In response to that evidence, the committee
finished its inquiry early. It issued a consensus report that made 17
recommendations for a range of amendments to improve these laws. The government
committed to moving amendments that reflected those recommendations. On the
morning of 6 December 2018, the last parliamentary sitting day of 2018,
the government introduced 173 lengthy amendments to the 2018 bill. Some of
those amendments did not properly reflect the text or the intent of the
committee's recommendations, and that is not just Labor's view. It is the view
of the Inspector-General of Intelligence and Security; it is the view of
lawyers; it is the view of civil society groups; and it is the view of the
Commonwealth Ombudsman.[20]
The Senator noted the rushed process
during the debate in December last year, that Labor had obtained a commitment
from the Government that it would allow consideration of opposition amendments
to rectify these problems and oversights, and that this Bill reflects that
commitment. She also noted that Labor ‘is further seeking to refer the
measures in the Bill to our parliamentary inquiry to report on the economic
impacts’.[21]
Greens
The Greens proposed an amendment to remove Schedule 2 of
the 2019 Bill, that is, an amendment to remove the re-listing of state crime
and corruption commissions in the definition of interception agency in
section 317B of the Telecommunications Act.[22]
This amendment is yet to be considered in the Senate.
Position of
major interest groups
There is ongoing concern about the implementation of the Telecommunications
and Other Legislation Amendment (Assistance and Access) Act 2018 (TOLA
Act)[23]
but no specific comment to note by major interest groups on this particular
amendment Bill. For consideration of the issues concerning major interest
groups at the time of the TOLA Bill’s debate, see the Parliamentary Library’s
Bills Digest on the TOLA Bill.[24]
Financial
implications
The Explanatory Memorandum states that the amendments made
by the Bill will have no financial impact.[25]

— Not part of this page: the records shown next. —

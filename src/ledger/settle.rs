/// Settlement
///
/// Net balances and min-cash-flow transfers. Pure functions over cents so
/// they can be tested without a database.

use std::collections::HashMap;

use super::error::{LedgerError, LedgerResult};
use super::money::{checked_add, split_cents};
use super::Expense;

/// One member's net position: positive is owed money, negative owes money.
#[derive(Debug, Clone, PartialEq, Eq)]
pub struct NetBalance {
    pub member: String,
    pub cents: i64,
}

/// Debtor `from` pays creditor `to`.
#[derive(Debug, Clone, PartialEq, Eq)]
pub struct Transfer {
    pub from: String,
    pub to: String,
    pub cents: i64,
}

/// Net balance per member, ordered by first appearance across `expenses`.
///
/// The payer is credited the full amount and each participant is debited
/// their share. Balances always sum to zero.
///
/// # Errors
/// `InvalidInput` when a running balance would leave the i64 range. Every
/// balance is kept strictly above `i64::MIN` so it can be negated.
pub fn net_balances<'a>(expenses: impl IntoIterator<Item = &'a Expense>) -> LedgerResult<Vec<NetBalance>> {
    let mut order: Vec<NetBalance> = Vec::new();
    let mut index: HashMap<String, usize> = HashMap::new();

    let mut credit = |member: &str, cents: i64| -> LedgerResult<()> {
        let slot = *index.entry(member.to_string()).or_insert_with(|| {
            order.push(NetBalance { member: member.to_string(), cents: 0 });
            order.len() - 1
        });
        let updated = checked_add(order[slot].cents, cents)?;
        if updated == i64::MIN {
            return Err(LedgerError::invalid("amounts exceed the supported range"));
        }
        order[slot].cents = updated;
        Ok(())
    };

    for expense in expenses {
        credit(&expense.payer, expense.amount_cents)?;
        let shares = split_cents(expense.amount_cents, expense.participants.len());
        for (participant, share) in expense.participants.iter().zip(shares) {
            let debit = share
                .checked_neg()
                .ok_or_else(|| LedgerError::invalid("amounts exceed the supported range"))?;
            credit(participant, debit)?;
        }
    }

    Ok(order)
}

/// Greedy min-cash-flow settlement.
///
/// Largest debtor pays largest creditor until one side is cleared. Ties keep
/// the input order.
pub fn settle(balances: &[NetBalance]) -> Vec<Transfer> {
    let mut creditors: Vec<(&str, i64)> = balances
        .iter()
        .filter(|b| b.cents > 0)
        .map(|b| (b.member.as_str(), b.cents))
        .collect();
    let mut debtors: Vec<(&str, i64)> = balances
        .iter()
        .filter(|b| b.cents < 0)
        .map(|b| (b.member.as_str(), -b.cents))
        .collect();
    creditors.sort_by(|a, b| b.1.cmp(&a.1));
    debtors.sort_by(|a, b| b.1.cmp(&a.1));

    let mut transfers = Vec::new();
    let (mut i, mut j) = (0, 0);
    while i < debtors.len() && j < creditors.len() {
        let amount = debtors[i].1.min(creditors[j].1);
        if amount > 0 {
            transfers.push(Transfer {
                from: debtors[i].0.to_string(),
                to: creditors[j].0.to_string(),
                cents: amount,
            });
        }
        debtors[i].1 -= amount;
        creditors[j].1 -= amount;
        if debtors[i].1 == 0 {
            i += 1;
        }
        if creditors[j].1 == 0 {
            j += 1;
        }
    }

    transfers
}
/// get_group Tool
///
/// Group overview: members, totals and each member's net position
/// (positive means the member is owed money).

use std::sync::Arc;

use serde_json::{Value, json};

use super::{GroupAuth, group_auth_schema, parse_args};
use crate::core::server::{MCPTool, ToolHandler, ToolRegistry};
use crate::ledger::{GroupSummary, Ledger, money};

fn summary_json(summary: &GroupSummary) -> Value {
    json!({
        "group_id": summary.group_id,
        "name": summary.name,
        "members": summary.members,
        "created_at": summary.created_at,
        "expense_count": summary.expense_count,
        "total_spent": money::to_amount(summary.total_cents),
        "net_balances": summary
            .balances
            .iter()
            .map(|b| json!({ "member": b.member, "net": money::to_amount(b.cents) }))
            .collect::<Vec<_>>()
    })
}

/// Register the `get_group` tool.
///
/// # Arguments
/// * `registry` - Registry to add the tool to
/// * `ledger` - Ledger the group summary is read from
pub fn register(registry: &mut ToolRegistry, ledger: Arc<Ledger>) {
    let tool = MCPTool {
        name: "get_group".to_string(),
        description: "Show a group's members, total spent and each member's net balance.".to_string(),
        input_schema: group_auth_schema(),
    };

    // Wrong secret and unknown group fail the same way inside the ledger
    let handler: ToolHandler = Box::new(move |args: Value| {
        let auth: GroupAuth = parse_args(args)?;
        let summary = ledger.group_summary(&auth.group_id, &auth.secret)?;
        Ok(summary_json(&summary))
    });

    registry.register(tool, handler);
}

Statement of Compatibility
with Human Rights
As required under Part 3 of the Human Rights
(Parliamentary Scrutiny) Act 2011 (Cth), the Government has assessed the
Bill’s compatibility with the human rights and freedoms recognised or declared
in the international instruments listed in section 3 of that Act. The
Government considers that the Bill is compatible.[26]
Parliamentary
Joint Committee on Human Rights
At the time of publication of this Digest, the
Parliamentary Joint Committee on Human Rights has not commented on the 2019 Bill.
Key issues
and provisions
Review of the
TOLA Act
Currently subsection 6(1D) of the INSLM Act
requires a review of the operation, effectiveness and implications of the
amendments made by the TOLA Act to be undertaken by the INSLM as soon as
practicable after the 18 month period beginning on the day the TOLA Act
received Royal Assent. Item 1 of Schedule 1 will amend paragraph
6(1D)(b) of the INSLM Act to omit the phrase “as soon as practicable after”
and substitute “before the end of”. This amendment will change the timeframe
for the INSLM to review the TOLA Act. This will mean that the review of
the amendments made by the TOLA Act will need to be completed by 8 June
2020. This implements Recommendation 14 of the PJCIS’ Advisory Report on the
TOLA Bill.[27]
Industry
assistance to anti-corruption bodies
Part 15 of the Telecommunications Act allows
specified law enforcement and intelligence agencies to request or require
assistance from designated communication providers. Requests for assistance are
made through a ‘technical assistance request’.[28]
A provider may choose to voluntarily comply with a request, but is not required
to do so. A provider may also be compelled to provide assistance to a relevant agency
through the issuance of a ‘technical assistance notice’ by the agency head,[29]
or a ‘technical capability notice’ by the Attorney-General.[30]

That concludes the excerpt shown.